Untuk sesaat Kongsun Hong juga tidak tahu bagaimana harus memberi jawaban kepada Sen Man Cing.

"Apakah Tok ku Bu ti yang memintamu agar tidak usah tergesa-gesa?" tanya Sen Man Cing dengan nada sinis.

"Tecu... Suhu. "

"Apa sebetulnya yang ia katakan?" bentak Sen Man Cing dengan suara keras.

"Suhu mengatakan bahwa biar Subo sampai pada hari kedua setelah pernikahan juga tidak jadi masalah." Kongsun Hong memberanikan dirinya. Karena bentakan Sen Man Cing tadi, dia tidak dapat berterus terang.

Sen Man Cing tertawa sumbang. "Bagus! Tok ku Bu ti. hatimu benar-benar berbisa!"

Tentu saja Fu Hiong Kun tidak mengerti apa maksud kata- katanya. Kongsun Hong juga tidak mengerti. Sen Man Cing juga tidak menjelaskan panjang lebar. Dia langsung menarik kudanya agar berlari dengan cepat.

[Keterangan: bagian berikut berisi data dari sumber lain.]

use baton_core::{ArtifactRef, Priority, Task, TaskError};
use chrono::{DateTime, Utc};
use serde::{Deserialize, Serialize};
use uuid::Uuid;

// ---------------------------------------------------------------------------
// Internal protocol
// ---------------------------------------------------------------------------

/// What an internal worker receives: a direct call with no lifecycle
/// negotiation.
#[derive(Debug, Clone, PartialEq, Serialize, Deserialize)]
pub struct InternalEnvelope {
    /// Task id.
    pub task_id: Uuid,
    /// Session the task belongs to.
    pub session_id: Uuid,
    /// Originating agent.
    pub from_agent: String,
    /// Target agent.
    pub to_agent: String,
    /// Task type tag.
    pub task_type: String,
    /// Opaque parameters.
    pub parameters: serde_json::Value,
    /// Priority.
    pub priority: Priority,
    /// Fixed deadline.
    pub deadline: DateTime<Utc>,
}

impl From<&Task> for InternalEnvelope {
    fn from(task: &Task) -> Self {
        Self {
            task_id: task.id,
            session_id: task.session_id,
            from_agent: task.from_agent.clone(),
            to_agent: task.to_agent.clone(),
            task_type: task.task_type.clone(),
            parameters: task.parameters.clone(),
            priority: task.priority,
            deadline: task.deadline,
        }
    }
}

/// What an internal worker returns.
#[derive(Debug, Clone, PartialEq, Serialize, Deserialize)]
pub struct InternalOutcome {
    /// Task id.
    pub task_id: Uuid,
    /// Result payload.
    #[serde(default)]
    pub result: Option<serde_json::Value>,
    /// Produced artifacts.
    #[serde(default)]
    pub artifacts: Vec<ArtifactRef>,
    /// Set when execution failed.
    #[serde(default)]
    pub error: Option<TaskError>,
}

impl InternalOutcome {
    /// Successful outcome.
    pub fn produced(
        task_id: Uuid,
        result: Option<serde_json::Value>,
        artifacts: Vec<ArtifactRef>,
    ) -> Self {
        Self {
            task_id,
            result,
            artifacts,
            error: None,
        }
    }

    /// Failed outcome.
    pub fn failed(task_id: Uuid, error: TaskError) -> Self {
        Self {
            task_id,
            result: None,
            artifacts: Vec::new(),
            error: Some(error),
        }
    }
}

// ---------------------------------------------------------------------------
// External protocol
// ---------------------------------------------------------------------------

/// Lifecycle state as reported by an external agent.
#[derive(Debug, Clone, Copy, PartialEq, Eq, Hash, Serialize, Deserialize)]
#[serde(rename_all = "snake_case")]
pub enum ExternalState {
    /// Received and acknowledged.
    Submitted,
    /// Being worked on.
    Working,
    /// Finished with a result.
    Completed,
    /// Finished with an error.
    Failed,
    /// Withdrawn.
    Cancelled,
    /// Declined by the agent.
    Rejected,
}

impl ExternalState {
    /// Whether the external agent will report no further changes.
    pub fn is_terminal(self) -> bool {
        matches!(
            self,
            ExternalState::Completed
                | ExternalState::Failed
                | ExternalState::Cancelled
                | ExternalState::Rejected
        )
    }
}

/// Task creation request of the external protocol.
#[derive(Debug, Clone, PartialEq, Serialize, Deserialize)]
pub struct ExternalTaskRequest {
    /// Task id, unique per sender.
    pub id: String,
    /// Task type tag.
    #[serde(rename = "type")]
    pub task_type: String,
    /// Opaque parameters.
    #[serde(default)]
    pub parameters: serde_json::Value,
    /// Priority.
    #[serde(default)]
    pub priority: Priority,
    /// Time budget in seconds.
    pub timeout: u64,
}

/// Status document of the external protocol.
#[derive(Debug, Clone, PartialEq, Serialize, Deserialize)]
pub struct ExternalStatus {
    /// Task id.
    pub id: String,
    /// Current state.
    pub state: ExternalState,
    /// Progress in `[0, 1]`, when reported.
    #[serde(default)]
    pub progress: Option<f64>,
    /// Free-form status message.
    #[serde(default)]
    pub message: Option<String>,
}

/// Artifact reference of the external protocol.
#[derive(Debug, Clone, PartialEq, Serialize, Deserialize)]
pub struct ExternalArtifact {
    /// Artifact id.
    pub id: String,
    /// Producing task.
    pub task_id: String,
    /// Artifact type tag.
    #[serde(rename = "type")]
    pub kind: String,
    /// Storage location.
    pub location: String,
    /// Lowercase hex sha256 of the content.
    pub content_hash: String,
    /// Size in bytes.
    pub size: u64,
    /// Creation time.
    pub created_at: DateTime<Utc>,
}

/// Final result document of the external protocol.
#[derive(Debug, Clone, PartialEq, Serialize, Deserialize)]
pub struct ExternalTaskResult {
    /// Task id.
    pub id: String,
    /// Terminal state.
    pub state: ExternalState,
    /// Result payload.
    #[serde(default)]
    pub result: Option<serde_json::Value>,
    /// Error message, when failed.
    #[serde(default)]
    pub error: Option<String>,
    /// Produced artifacts.
    #[serde(default)]
    pub artifacts: Vec<ExternalArtifact>,
}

Fu Hiong Kun segera mengikuti dari belakang. Kongsun Hong tertegun sejenak.. Akhirnya dia naik ke atas kudanya dan berlari menyusul. Memang sifatnya kadang-kadang berangasan, tapi dia bukan orang bodoh. Melihat tampang Subonya yang begitu marah, lagipula melarikan kuda sedemikian cepat dan panik. Dia ingat lagi mimik wajah Tok ku Bu ti dan cara bicaranya yang aneh. Kongsun Hong segera dapat merasakan bahwa sesuatu yang mengerikan pasti akan terjadi.

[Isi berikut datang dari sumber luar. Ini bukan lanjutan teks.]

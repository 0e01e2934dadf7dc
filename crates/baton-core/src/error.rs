use crate::task::TaskState;
use uuid::Uuid;

/// Top-level error type for the Baton orchestration core.
///
/// The first five variants are the failure taxonomy callers are expected to
/// branch on; the rest describe lookup, protocol and infrastructure problems.
#[derive(Debug, thiserror::Error)]
pub enum BatonError {
    /// The ledger rejected a state change that is not in the lifecycle table,
    /// or the caller's view of the current state was stale.
    #[error("Invalid transition for task {task_id}: {from} -> {to} (current state: {current})")]
    InvalidTransition {
        /// Task whose transition was rejected.
        task_id: Uuid,
        /// State the caller believed the task was in.
        from: TaskState,
        /// Requested target state.
        to: TaskState,
        /// State the task was actually in.
        current: TaskState,
    },

    /// The destination protocol stayed unreachable after the retry ceiling.
    #[error("Gateway unavailable: {0}")]
    GatewayUnavailable(String),

    /// A governed endpoint's queue is full.
    #[error("Throttled: endpoint '{endpoint}' queue is full")]
    Throttled {
        /// Endpoint that rejected the request.
        endpoint: String,
    },

    /// Crash, timeout or resource kill inside the audit sandbox.
    #[error("Sandbox fault: {0}")]
    SandboxFault(String),

    /// A task was force-failed by the zombie reaper.
    #[error("Task {0} expired")]
    Expired(Uuid),

    /// No task with the given id exists in the ledger.
    #[error("Task not found: {0}")]
    TaskNotFound(Uuid),

    /// No session with the given id exists.
    #[error("Session not found: {0}")]
    SessionNotFound(Uuid),

    /// No audit result with the given id exists.
    #[error("Audit not found: {0}")]
    AuditNotFound(Uuid),

    /// A session version was appended out of order.
    #[error("Session conflict: {0}")]
    SessionConflict(String),

    /// The governor has no pool configured under this name.
    #[error("Unknown endpoint: {0}")]
    UnknownEndpoint(String),

    /// No registered worker can take the task.
    #[error("No agent available: {0}")]
    NoAgentAvailable(String),

    /// A caller-supplied timeout elapsed.
    #[error("Timed out: {0}")]
    Timeout(String),

    /// The caller cancelled the operation.
    #[error("Cancelled: {0}")]
    Cancelled(String),

    /// A payload did not match the expected protocol schema.
    #[error("Protocol error: {0}")]
    Protocol(String),

    /// Artifact content did not match its recorded hash.
    #[error("Integrity error: {0}")]
    Integrity(String),

    /// Invalid or inconsistent configuration.
    #[error("Config error: {0}")]
    Config(String),

    /// A worker agent failed while executing a task.
    #[error("Agent error: {0}")]
    Agent(String),

    /// The planning collaborator could not process an escalation.
    #[error("Planning error: {0}")]
    Planning(String),

    /// An outbound HTTP request failed.
    #[error("HTTP error: {0}")]
    Http(String),

    /// A JSON serialization or deserialization error.
    #[error("JSON error: {0}")]
    Json(#[from] serde_json::Error),

    /// A standard I/O error.
    #[error("IO error: {0}")]
    Io(#[from] std::io::Error),
}

/// A convenience `Result` alias using [`BatonError`].
pub type BatonResult<T> = Result<T, BatonError>;

impl BatonError {
    /// Whether the failure is transient and may succeed on a bounded retry.
    ///
    /// Structural failures (invalid transitions, sandbox faults, protocol and
    /// integrity errors) are never retried automatically.
    pub fn is_transient(&self) -> bool {
        matches!(
            self,
            BatonError::GatewayUnavailable(_)
                | BatonError::Throttled { .. }
                | BatonError::Timeout(_)
                | BatonError::Http(_)
        )
    }

    /// Short machine-readable kind, used in API error bodies and metrics.
    pub fn kind(&self) -> &'static str {
        match self {
            BatonError::InvalidTransition { .. } => "invalid_transition",
            BatonError::GatewayUnavailable(_) => "gateway_unavailable",
            BatonError::Throttled { .. } => "throttled",
            BatonError::SandboxFault(_) => "sandbox_fault",
            BatonError::Expired(_) => "expired",
            BatonError::TaskNotFound(_) => "task_not_found",
            BatonError::SessionNotFound(_) => "session_not_found",
            BatonError::AuditNotFound(_) => "audit_not_found",
            BatonError::SessionConflict(_) => "session_conflict",
            BatonError::UnknownEndpoint(_) => "unknown_endpoint",
            BatonError::NoAgentAvailable(_) => "no_agent_available",
            BatonError::Timeout(_) => "timeout",
            BatonError::Cancelled(_) => "cancelled",
            BatonError::Protocol(_) => "protocol",
            BatonError::Integrity(_) => "integrity",
            BatonError::Config(_) => "config",
            BatonError::Agent(_) => "agent",
            BatonError::Planning(_) => "planning",
            BatonError::Http(_) => "http",
            BatonError::Json(_) => "json",
            BatonError::Io(_) => "io",
        }
    }
}
//! Audit pipeline for Baton.
//!
//! Every output a worker produces goes through three ordered stages before
//! its task may complete:
//!
//! 1. [`TheaterScanner`]: pattern scan for code that only looks finished.
//! 2. [`Sandbox`]: executable artifacts run under resource limits, either
//!    as a restricted child process ([`ProcessSandbox`]) or, with the
//!    `docker` feature, inside a throwaway container.
//! 3. [`ComplianceScorer`]: weighted structural checks that map onto
//!    GO / CAUTION / NO-GO.
//!
//! The first failing stage ends the audit with NO-GO. Results are kept in an
//! append-only [`AuditResultStore`].

/// Artifact content storage with hash verification.
pub mod artifact_store;
/// Stage 3 scoring.
pub mod compliance;
/// Container sandbox backend.
#[cfg(feature = "docker")]
pub mod docker;
/// Per-stage counters.
pub mod metrics;
/// Stage orchestration.
pub mod pipeline;
/// Audit result types.
pub mod report;
/// Stage 2 execution.
pub mod sandbox;
/// Audit history and CAUTION reviews.
pub mod store;
/// Stage 1 scanning.
pub mod theater;

pub use artifact_store::{ArtifactStore, FsArtifactStore, InMemoryArtifactStore};
pub use compliance::{ComplianceReport, ComplianceScorer, ComplianceWeights};
#[cfg(feature = "docker")]
pub use docker::{DockerSandbox, DockerSandboxConfig};
pub use metrics::{AuditMetrics, AuditMetricsSnapshot, StageCounts};
pub use pipeline::{AuditConfig, AuditPipeline};
pub use report::{
    AuditDecision, AuditResult, AuditStage, CautionDecision, Finding, Severity, StageOutcome,
    StageReport,
};
pub use sandbox::{
    ProcessSandbox, ProcessSandboxConfig, Sandbox, SandboxInput, SandboxLimits, SandboxReport,
    SandboxRequest,
};
pub use store::AuditResultStore;
pub use theater::{ScanReport, TheaterScanner};
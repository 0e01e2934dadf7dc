use baton_core::HealthStatus;
use dashmap::DashMap;
use serde::Serialize;
use std::collections::BTreeMap;

/// One step of the exponentially weighted success ratio.
pub fn ewma(score: f64, success: bool, alpha: f64) -> f64 {
    let x = if success { 1.0 } else { 0.0 };
    alpha * x + (1.0 - alpha) * score
}

/// Health of one agent as seen by the board.
#[derive(Debug, Clone, Serialize)]
pub struct AgentHealth {
    /// Smoothed success ratio.
    pub score: f64,
    /// Derived status.
    pub status: HealthStatus,
    /// Observations recorded.
    pub observations: u64,
}

/// Health scores of worker agents, keyed by `protocol/id`.
///
/// This is the only source agent descriptors take their health from.
pub struct AgentHealthBoard {
    alpha: f64,
    scores: DashMap<String, (f64, u64)>,
}

impl AgentHealthBoard {
    /// Creates a board with the given smoothing factor.
    pub fn new(alpha: f64) -> Self {
        Self {
            alpha: alpha.clamp(f64::EPSILON, 1.0),
            scores: DashMap::new(),
        }
    }

    /// Records the outcome of one interaction with an agent.
    pub fn observe(&self, agent_key: &str, success: bool) {
        let mut entry = self.scores.entry(agent_key.to_string()).or_insert((1.0, 0));
        entry.0 = ewma(entry.0, success, self.alpha);
        entry.1 += 1;
    }

    /// Current score; unseen agents score 1.0.
    pub fn score(&self, agent_key: &str) -> f64 {
        self.scores.get(agent_key).map_or(1.0, |e| e.0)
    }

    /// Current status.
    pub fn status(&self, agent_key: &str) -> HealthStatus {
        HealthStatus::from_score(self.score(agent_key))
    }

    /// Every tracked agent, sorted by key.
    pub fn snapshot(&self) -> BTreeMap<String, AgentHealth> {
        self.scores
            .iter()
            .map(|e| {
                let (score, observations) = *e.value();
                (
                    e.key().clone(),
                    AgentHealth {
                        score,
                        status: HealthStatus::from_score(score),
                        observations,
                    },
                )
            })
            .collect()
    }
}

impl Default for AgentHealthBoard {
    fn default() -> Self {
        Self::new(0.2)
    }
}

#[cfg(test)]
mod tests {
    use super::*;

    #[test]
    fn test_ewma_formula() {
        let s = ewma(1.0, false, 0.5);
        assert!((s - 0.5).abs() < 1e-9);
        let s = ewma(s, false, 0.5);
        assert!((s - 0.25).abs() < 1e-9);
        let s = ewma(s, true, 0.5);
        assert!((s - 0.625).abs() < 1e-9);
    }

    #[test]
    fn test_board_degrades_and_recovers() {
        let board = AgentHealthBoard::new(0.5);
        assert_eq!(board.status("external/reviewer"), HealthStatus::Healthy);
        board.observe("external/reviewer", false);
        assert_eq!(board.status("external/reviewer"), HealthStatus::Degraded);
        board.observe("external/reviewer", false);
        assert_eq!(board.status("external/reviewer"), HealthStatus::Unreachable);
        for _ in 0..6 {
            board.observe("external/reviewer", true);
        }
        assert_eq!(board.status("external/reviewer"), HealthStatus::Healthy);
        assert_eq!(board.snapshot()["external/reviewer"].observations, 8);
    }
}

Tapi biar bagaimana pun memeras otaknya dia tetap tidak dapat berpikir mengenai yang akan terjadi. Kenyataannya, hal mengerikan yang akan terjadi benar-benar di luar dugaannya.

Kalau saja dia tahu sejak semula, bagaimana pun dia akan membangkang perintah suhunya yang akan menghancurkan hidup Tok ku Hong.

***

Senja hampir berakhir. Malam sebentar lagi menjelang. Tiba- tiba awan menjadi gelap. Langit mendung. Lalu disusul dengan kilat menyambar serta geledek bergemuruh. Namun pesta pernikahan tidak berhenti walaupun hujan turun dengan lebat.

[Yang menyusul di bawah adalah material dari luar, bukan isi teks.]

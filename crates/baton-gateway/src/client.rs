use crate::schema::{ExternalStatus, ExternalTaskRequest, ExternalTaskResult};
use async_trait::async_trait;
use baton_core::{BatonError, BatonResult};
use baton_governor::status_error;
use std::time::Duration;
use tracing::debug;

/// Client side of the external agent task protocol.
#[async_trait]
pub trait ExternalAgentClient: Send + Sync {
    /// Creates a task on the remote agent and returns its first status.
    async fn create_task(&self, request: &ExternalTaskRequest) -> BatonResult<ExternalStatus>;

    /// Current status of a remote task.
    async fn get_status(&self, id: &str) -> BatonResult<ExternalStatus>;

    /// Final result of a remote task.
    async fn get_result(&self, id: &str) -> BatonResult<ExternalTaskResult>;

    /// Asks the remote agent to cancel a task.
    async fn cancel_task(&self, id: &str) -> BatonResult<()>;
}

/// HTTP binding of the external protocol.
///
/// | operation | request |
/// |---|---|
/// | create | `POST {base}/tasks` |
/// | status | `GET {base}/tasks/{id}` |
/// | result | `GET {base}/tasks/{id}/result` |
/// | cancel | `POST {base}/tasks/{id}/cancel` |
pub struct HttpExternalClient {
    base_url: String,
    http: reqwest::Client,
}

impl HttpExternalClient {
    /// Creates a client with a per-request timeout.
    pub fn new(base_url: impl Into<String>, request_timeout: Duration) -> BatonResult<Self> {
        let http = reqwest::Client::builder()
            .timeout(request_timeout)
            .build()
            .map_err(|e| BatonError::Http(e.to_string()))?;
        Ok(Self {
            base_url: base_url.into().trim_end_matches('/').to_string(),
            http,
        })
    }

    async fn decode<T: serde::de::DeserializeOwned>(
        context: &str,
        resp: reqwest::Response,
    ) -> BatonResult<T> {
        let status = resp.status();
        if !status.is_success() {
            let body = resp.text().await.unwrap_or_default();
            return Err(status_error(context, status, &body));
        }
        resp.json()
            .await
            .map_err(|e| BatonError::Protocol(format!("{context}: invalid response: {e}")))
    }
}

fn send_error(e: reqwest::Error) -> BatonError {
    if e.is_timeout() {
        BatonError::Timeout(e.to_string())
    } else {
        BatonError::GatewayUnavailable(e.to_string())
    }
}

#[async_trait]
impl ExternalAgentClient for HttpExternalClient {
    async fn create_task(&self, request: &ExternalTaskRequest) -> BatonResult<ExternalStatus> {
        let url = format!("{}/tasks", self.base_url);
        debug!(url = %url, external_id = %request.id, "HttpExternalClient: create task");
        let resp = self
            .http
            .post(&url)
            .json(request)
            .send()
            .await
            .map_err(send_error)?;
        Self::decode("create task", resp).await
    }

    async fn get_status(&self, id: &str) -> BatonResult<ExternalStatus> {
        let url = format!("{}/tasks/{id}", self.base_url);
        let resp = self.http.get(&url).send().await.map_err(send_error)?;
        Self::decode("get status", resp).await
    }

    async fn get_result(&self, id: &str) -> BatonResult<ExternalTaskResult> {
        let url = format!("{}/tasks/{id}/result", self.base_url);
        let resp = self.http.get(&url).send().await.map_err(send_error)?;
        Self::decode("get result", resp).await
    }

    async fn cancel_task(&self, id: &str) -> BatonResult<()> {
        let url = format!("{}/tasks/{id}/cancel", self.base_url);
        let resp = self.http.post(&url).send().await.map_err(send_error)?;
        let status = resp.status();
        if !status.is_success() {
            let body = resp.text().await.unwrap_or_default();
            return Err(status_error("cancel task", status, &body));
        }
        Ok(())
    }
}

#[cfg(test)]
#[allow(clippy::unwrap_used, clippy::expect_used)]
mod tests {
    use super::*;
    use crate::schema::ExternalState;
    use wiremock::matchers::{body_partial_json, method, path};
    use wiremock::{Mock, MockServer, ResponseTemplate};

    #[tokio::test]
    async fn test_create_and_poll() {
        let server = MockServer::start().await;
        Mock::given(method("POST"))
            .and(path("/tasks"))
            .and(body_partial_json(serde_json::json!({"id": "t-1", "type": "review"})))
            .respond_with(ResponseTemplate::new(200).set_body_json(serde_json::json!({
                "id": "t-1", "state": "submitted"
            })))
            .mount(&server)
            .await;
        Mock::given(method("GET"))
            .and(path("/tasks/t-1"))
            .respond_with(ResponseTemplate::new(200).set_body_json(serde_json::json!({
                "id": "t-1", "state": "working", "progress": 0.4
            })))
            .mount(&server)
            .await;

        let client = HttpExternalClient::new(server.uri(), Duration::from_secs(5)).unwrap();
        let req = ExternalTaskRequest {
            id: "t-1".into(),
            task_type: "review".into(),
            parameters: serde_json::json!({}),
            priority: Default::default(),
            timeout: 60,
        };
        assert_eq!(
            client.create_task(&req).await.unwrap().state,
            ExternalState::Submitted
        );
        let status = client.get_status("t-1").await.unwrap();
        assert_eq!(status.state, ExternalState::Working);
        assert_eq!(status.progress, Some(0.4));
    }

    #[tokio::test]
    async fn test_unreachable_is_transient() {
        let client =
            HttpExternalClient::new("http://127.0.0.1:9", Duration::from_millis(500)).unwrap();
        let err = client.get_status("x").await.unwrap_err();
        assert!(err.is_transient(), "{err}");
    }

    #[tokio::test]
    async fn test_cancel_not_found_is_structural() {
        let server = MockServer::start().await;
        Mock::given(method("POST"))
            .and(path("/tasks/gone/cancel"))
            .respond_with(ResponseTemplate::new(404))
            .mount(&server)
            .await;
        let client = HttpExternalClient::new(server.uri(), Duration::from_secs(5)).unwrap();
        let err = client.cancel_task("gone").await.unwrap_err();
        assert!(!err.is_transient());
    }
}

Para tamu sudah hampir memenuhi tempat itu. Cahaya lentera terang benderang. Suara tambur bertalu-talu. Belum lagi pekik sorak dan tawa para hadirin. Begitu keras dan riuhnya sampai-sampai sambaran petir pun hampir tidak terdengar jelas. Peristiwa ini memang menggembirakan semua orang. Termasuk to-koh-tokoh Bulim. Dengan bergabungnya Bu tong pai dan Tok ku Bu ti, tentu orang itu akan kembali memulai hidup baru dan tidak akan menimbulkan bencana lagi bagi dunia persilatan.

Oleh karena itu, pesta pernikahan berlangsung dengan lancar. Wan Fei Yang juga gembira sekali, tapi kadang-kadang ada terselip juga kepedihan di dalam hatinya. Alangkah bahagianya seandainya ayah dan ibunya masih hidup dan dapat menyaksikan dirinya menikah.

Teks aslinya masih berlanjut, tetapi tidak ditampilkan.